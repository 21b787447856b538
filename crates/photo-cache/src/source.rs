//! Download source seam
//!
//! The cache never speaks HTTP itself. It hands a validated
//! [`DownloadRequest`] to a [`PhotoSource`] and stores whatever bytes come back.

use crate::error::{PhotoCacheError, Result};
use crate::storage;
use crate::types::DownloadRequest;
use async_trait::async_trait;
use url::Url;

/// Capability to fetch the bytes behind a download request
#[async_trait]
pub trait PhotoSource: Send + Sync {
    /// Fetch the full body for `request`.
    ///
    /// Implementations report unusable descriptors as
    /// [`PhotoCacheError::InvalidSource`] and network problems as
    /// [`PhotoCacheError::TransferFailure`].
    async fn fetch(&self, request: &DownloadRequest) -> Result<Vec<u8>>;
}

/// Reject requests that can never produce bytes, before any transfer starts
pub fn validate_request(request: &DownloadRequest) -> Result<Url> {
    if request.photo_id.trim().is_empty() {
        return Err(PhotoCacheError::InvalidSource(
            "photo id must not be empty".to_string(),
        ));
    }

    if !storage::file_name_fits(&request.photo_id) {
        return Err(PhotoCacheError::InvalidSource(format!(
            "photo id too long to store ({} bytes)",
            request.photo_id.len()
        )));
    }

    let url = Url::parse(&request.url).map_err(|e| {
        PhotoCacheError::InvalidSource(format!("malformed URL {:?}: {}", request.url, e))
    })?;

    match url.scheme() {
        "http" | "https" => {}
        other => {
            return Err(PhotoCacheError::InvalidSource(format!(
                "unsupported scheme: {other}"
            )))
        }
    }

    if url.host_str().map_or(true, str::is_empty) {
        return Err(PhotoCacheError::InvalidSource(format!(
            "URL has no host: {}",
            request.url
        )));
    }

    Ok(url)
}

^^^^

## Work to be completed:
Check every line of the records above for the string "return". Copy those that hold it.

## Response:
        return Err(PhotoCacheError::InvalidSource(
        return Err(PhotoCacheError::InvalidSource(format!(
            return Err(PhotoCacheError::InvalidSource(format!(
        return Err(PhotoCacheError::InvalidSource(format!(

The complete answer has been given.